• [WORK TASK]:
Reproduce each line of the entries that carries "enumerate".

[LISTED ENTRIES Boundary: Start]

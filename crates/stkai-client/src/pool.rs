//! Bounded worker pool for batch execution.
//!
//! `execute_many` submits each request as an independent task, bounded by
//! `max_workers` concurrent executions, and reassembles outcomes in input
//! order. A failing worker produces a failure outcome for its own slot; it
//! never poisons its peers.

use std::sync::Arc;
use std::time::Duration;

use tokio::sync::Semaphore;
use tokio::task::JoinSet;

use crate::client::Client;
use crate::outcome::{FailureDetail, OutcomeStatus, RequestOutcome};
use crate::request::Request;
use crate::scope::ConversationScope;

/// Start delay applied per worker slot to avoid a thundering herd at pool
/// startup.
const STARTUP_STAGGER: Duration = Duration::from_millis(10);

impl Client {
    /// Executes a batch of requests, returning one outcome per request in
    /// input order.
    ///
    /// When a [`ConversationScope`] is supplied, each request is enriched
    /// with the scope's conversation id at submission time, so every worker
    /// reads the same scoped context from its own task record.
    pub async fn execute_many(
        &self,
        requests: Vec<Request>,
        scope: Option<&ConversationScope>,
    ) -> Vec<RequestOutcome> {
        let total = requests.len();
        let semaphore = Arc::new(Semaphore::new(self.max_workers));
        let mut tasks = JoinSet::new();

        for (index, request) in requests.into_iter().enumerate() {
            let request = match scope {
                Some(scope) => scope.enrich(request),
                None => request,
            };
            let client = self.clone();
            let semaphore = Arc::clone(&semaphore);
            // Only the first pool-width of tasks start immediately; stagger
            // them so they do not hit the limiter at the same instant.
            let stagger =
                STARTUP_STAGGER * index.min(self.max_workers.saturating_sub(1)) as u32;

            tasks.spawn(async move {
                tokio::time::sleep(stagger).await;
                let _permit = semaphore
                    .acquire_owned()
                    .await
                    .expect("worker pool semaphore closed");
                (index, client.execute(request).await)
            });
        }

        let mut outcomes: Vec<Option<RequestOutcome>> = Vec::new();
        outcomes.resize_with(total, || None);

        while let Some(joined) = tasks.join_next().await {
            match joined {
                Ok((index, outcome)) => outcomes[index] = Some(outcome),
                Err(error) => {
                    tracing::error!(error = %error, "batch worker died before completing");
                }
            }
        }

        outcomes
            .into_iter()
            .enumerate()
            .map(|(index, outcome)| outcome.unwrap_or_else(|| failed_worker(index)))
            .collect()
    }
}

fn failed_worker(index: usize) -> RequestOutcome {
    RequestOutcome {
        request_id: format!("worker-{index}"),
        status: OutcomeStatus::NonRetryable,
        status_code: None,
        attempts: 0,
        wait_time: Duration::ZERO,
        retry_time: Duration::ZERO,
        elapsed: Duration::ZERO,
        body: None,
        failure: Some(FailureDetail::WorkerFailed {
            message: "worker task did not complete".to_string(),
        }),
    }
}
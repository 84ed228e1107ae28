//! Event system for governance components.
//!
//! Provides a unified listener mechanism that the rate limiter, retry
//! controller, and client orchestrator use for observability. Listeners are
//! read-only observers: they can log, notify, or collect metrics, but they
//! never influence the request flow.

use std::fmt;
use std::sync::Arc;
use std::time::Instant;

/// Trait for events emitted by governance components.
pub trait GovernanceEvent: Send + Sync + fmt::Debug {
    /// Returns the type of event (e.g., "permit_acquired", "retry").
    fn event_type(&self) -> &'static str;

    /// Returns when this event occurred.
    fn timestamp(&self) -> Instant;

    /// Returns the name of the component instance that emitted this event.
    fn source(&self) -> &str;
}

/// Trait for listening to governance events.
pub trait EventListener<E: GovernanceEvent>: Send + Sync {
    /// Called when an event occurs.
    fn on_event(&self, event: &E);
}

/// Type alias for shared event listeners.
pub type SharedEventListener<E> = Arc<dyn EventListener<E>>;

/// A collection of event listeners.
#[derive(Clone)]
pub struct EventListeners<E: GovernanceEvent> {
    listeners: Vec<SharedEventListener<E>>,
}

impl<E: GovernanceEvent> EventListeners<E> {
    /// Creates a new empty listener collection.
    pub fn new() -> Self {
        Self {
            listeners: Vec::new(),
        }
    }

    /// Adds a listener to the collection.
    pub fn add<L>(&mut self, listener: L)
    where
        L: EventListener<E> + 'static,
    {
        self.listeners.push(Arc::new(listener));
    }

    /// Emits an event to all registered listeners.
    ///
    /// A panicking listener is caught and logged; the remaining listeners
    /// still receive the event.
    pub fn emit(&self, event: &E) {
        for (index, listener) in self.listeners.iter().enumerate() {
            let result = std::panic::catch_unwind(std::panic::AssertUnwindSafe(|| {
                listener.on_event(event);
            }));

            if result.is_err() {
                tracing::warn!(
                    listener_index = index,
                    source = event.source(),
                    event_type = event.event_type(),
                    "event listener panicked"
                );

                #[cfg(feature = "metrics")]
                metrics::counter!(
                    "stkai_event_listener_panics_total",
                    "source" => event.source().to_string(),
                    "event_type" => event.event_type().to_string()
                )
                .increment(1);
            }
        }
    }

    /// Returns true if there are no listeners.
    pub fn is_empty(&self) -> bool {
        self.listeners.is_empty()
    }

    /// Returns the number of listeners.
    pub fn len(&self) -> usize {
        self.listeners.len()
    }
}

impl<E: GovernanceEvent> Default for EventListeners<E> {
    fn default() -> Self {
        Self::new()
    }
}

/// A simple function-based event listener.
pub struct FnListener<E, F>
where
    F: Fn(&E) + Send + Sync,
{
    f: F,
    _phantom: std::marker::PhantomData<E>,
}

impl<E, F> FnListener<E, F>
where
    F: Fn(&E) + Send + Sync,
{
    /// Creates a new function-based listener.
    pub fn new(f: F) -> Self {
        Self {
            f,
            _phantom: std::marker::PhantomData,
        }
    }
}

impl<E, F> EventListener<E> for FnListener<E, F>
where
    E: GovernanceEvent,
    F: Fn(&E) + Send + Sync,
{
    fn on_event(&self, event: &E) {
        (self.f)(event)
    }
}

[LISTED ENTRIES Boundary: End]

• [SOLUTION FOR THIS EXERCISE]:
        for (index, request) in requests.into_iter().enumerate() {
            .enumerate()
        for (index, listener) in self.listeners.iter().enumerate() {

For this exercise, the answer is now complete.